People with dementia may have occasions where to express their anger, frustration or distress they hit out at others either physically using their arms or legs or using implements, for example throwing cutlery. The person might also bite or pinch others. This behaviour is a way of expressing distress by the person with dementia. But it can be extremely distressing for those people supporting the person in a number of ways, both physically and emotionally.
Occasions where this happens can very often be associated with a particular time of day, or related to care tasks such as when a person is being supported with washing and dressing. At these times the emotions surrounding intimate tasks for both the person with dementia and those providing support and care can be heightened, and it is not unusual for difficulties to arise.
Consider reasons why?
- What might the person be feeling? There are many possible feelings associated with being supported with very intimate tasks: If the person is feeling:
- Angry
- Frightened
- Embarrassed
- Frustrated.
This might be an expression of those strong feelings.
- What is the person experiencing? If the person is in an environment where it is difficult to hear what is being said or to see clearly what is happening this might be a reaction to feeling disorientated. The person might also be in pain.
- What approaches are being used? If the person is being rushed for example this could create a feeling of panic.
- Are there any cultural differences for example diet, clothing or rituals?
Complete the learning record and the quick activity.
What might help?
For situations where a person may be hitting out there are specific strategies that can be learnt to know how to position your body and move in ways which prevent as much harm as possible to yourself and the other person. Learning these techniques and practising them can build confidence in knowing how to physically respond to a situation. (This workbook is not a substitute for learning these techniques and courses for learning these techniques for example ‘Positive Behaviour Management’ are available in different forms). NB: It is important to be aware of potential triggers to enable the use of de-escalation strategies which may avoid a person physically hitting out at others.
General points to consider when responding to the person who is demonstrating angry behaviour
Become aware of your own body language:
- Be aware of body distance, posture, personal space.
- Stay calm…your non-verbal behaviour will show how you feel so try and relax your muscles.
- Check the person’s non-verbal cues. Don’t approach unless safe to do so.
Think about how you are responding:
- Show you are listening.
- When there is an opportunity, speak in a calm manner and tone.
- Try not to take things said personally: Know that person is upset – not with you, but with their understanding of what is or is not happening.
- Do not argue.
- Do not criticise.
- Do not tell the person off.
Think about the environment:
- Be aware of noise levels.
- Be aware of space.
- Be aware of other people.
- Be aware of your escape routes should you need them.
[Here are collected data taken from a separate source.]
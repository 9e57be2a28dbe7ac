// nuke-launcher: Nuke / Hiero engine launcher
//
// SPDX-FileCopyrightText: 2026 Romeo Ahmed
// SPDX-License-Identifier: GPL-3.0-or-later

//! Global CLI options available for all commands.
//!
//! # Option Precedence
//!
//! ```text
//! --ini FILE          ← Additional config files (can repeat)
//! --log-level N       ← Console verbosity (0-6)
//! --file-log-level N  ← File verbosity (defaults to --log-level)
//! --log-file FILE     ← global.log_file override
//! --engine-root DIR   ← engine.root override
//! --set KEY=VAL       ← Direct config override
//!
//! Precedence: CLI flags > --set > env vars > --ini > defaults
//! ```

use clap::Args;
use std::path::PathBuf;

/// Global options available for all commands.
#[derive(Debug, Clone, Default, Args)]
pub struct GlobalOptions {
    /// Path to additional TOML configuration file(s).
    /// Can be specified multiple times.
    #[arg(short = 'i', long = "ini", value_name = "FILE", action = clap::ArgAction::Append)]
    pub inis: Vec<PathBuf>,

    /// Console log level (0=silent, 1=errors, 2=warnings, 3=info, 4=debug, 5=trace, 6=dump).
    #[arg(short = 'l', long = "log-level", value_name = "LEVEL", value_parser = clap::value_parser!(u8).range(0..=6)
    )]
    pub log_level: Option<u8>,

    /// File log level, defaults to --log-level.
    #[arg(long = "file-log-level", value_name = "LEVEL", value_parser = clap::value_parser!(u8).range(0..=6)
    )]
    pub file_log_level: Option<u8>,

    /// Path to log file.
    #[arg(long = "log-file", value_name = "FILE")]
    pub log_file: Option<PathBuf>,

    /// Engine installation directory containing plugins/basic.
    #[arg(short = 'r', long = "engine-root", value_name = "DIR")]
    pub engine_root: Option<PathBuf>,

    /// Sets an option, such as 'engine.context={...}' or 'software.platform=windows'.
    /// Can be specified multiple times.
    #[arg(short = 's', long = "set", value_name = "OPTION", action = clap::ArgAction::Append)]
    pub options: Vec<String>,
}

impl GlobalOptions {
    /// Converts command-line options to `section.key=value` overrides.
    ///
    /// Dedicated flags come after `--set` so they win.
    #[must_use]
    pub fn to_config_overrides(&self) -> Vec<String> {
        let mut overrides = self.options.clone();

        if let Some(level) = self.log_level {
            overrides.push(format!("global.output_log_level={level}"));
        }

        if let Some(level) = self.file_log_level.or(self.log_level) {
            overrides.push(format!("global.file_log_level={level}"));
        }

        if let Some(ref path) = self.log_file {
            overrides.push(format!("global.log_file={}", path.display()));
        }

        if let Some(ref root) = self.engine_root {
            overrides.push(format!("engine.root={}", root.display()));
        }

        overrides
    }
}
- Be aware of potential weapons. For example a walking stick.
Looking after yourself – when the incident is over:
- If needed take a break.
- De-brief: Talk about the incident confidentially with a colleague or your manager.
- Remind yourself you are doing your best for the person.
Identifying any underlying cause / triggers:
- Are there any patterns/themes to the behaviour?
- What might be being triggered from strong emotional memories or previous experiences?
- Has the person got a physical problem that needs addressing?
- How is the person’s mood – low and upset?
- Has the person had a reaction to any medication?
- Has something someone said distressed the person?
- Is the person hot, cold, hungry, thirsty etc?
- Is the person in pain?
- Is the person’s cultural or ethnic needs being met?
When a person is angry and distressed there is no ‘correct’ way to respond and communicate with the person. It is useful to think of the following as a ‘toolkit’ of potential approaches which might help;
- Calm and clear messages about what you need the person to do.
- Use of validation to identify and connect with how the person is feeling eg ‘I can see you are upset’.
Use of distraction such as finding something for the person to focus on or walking or other forms of exercise.
He has a mixed diagnosis of Alzheimer’s Disease and Korsakoff’s Syndrome. He is taking Aricept medication. His nephew who lives 50 miles away is both his financial and welfare attorney and visits him every other month. He had concerns that Mr Bevan was not eating or managing his hygiene needs from observing he is losing weight and that there is little evidence when he visits of adequate personal care. Mr Bevan denies he is having any difficulties but his nephew has made the decision in his ‘Best Interests’ to organise for carers to visit to support him with these needs. Carers are visiting Mr Bevan each morning to provide a full English breakfast which he has always had as a main meal all his life, and as was his lifelong pattern, to encourage him to bath and change his clothes once a week. Mr Bevan is accepting of the breakfast call but is known to get angry when carers approach him to provide support with personal care tasks.
Task: 1. In your notebook write down any thoughts you might have about why Mr Bevan might be behaving in this way?
2. In your notebook write down any strategies which you think might be helpful?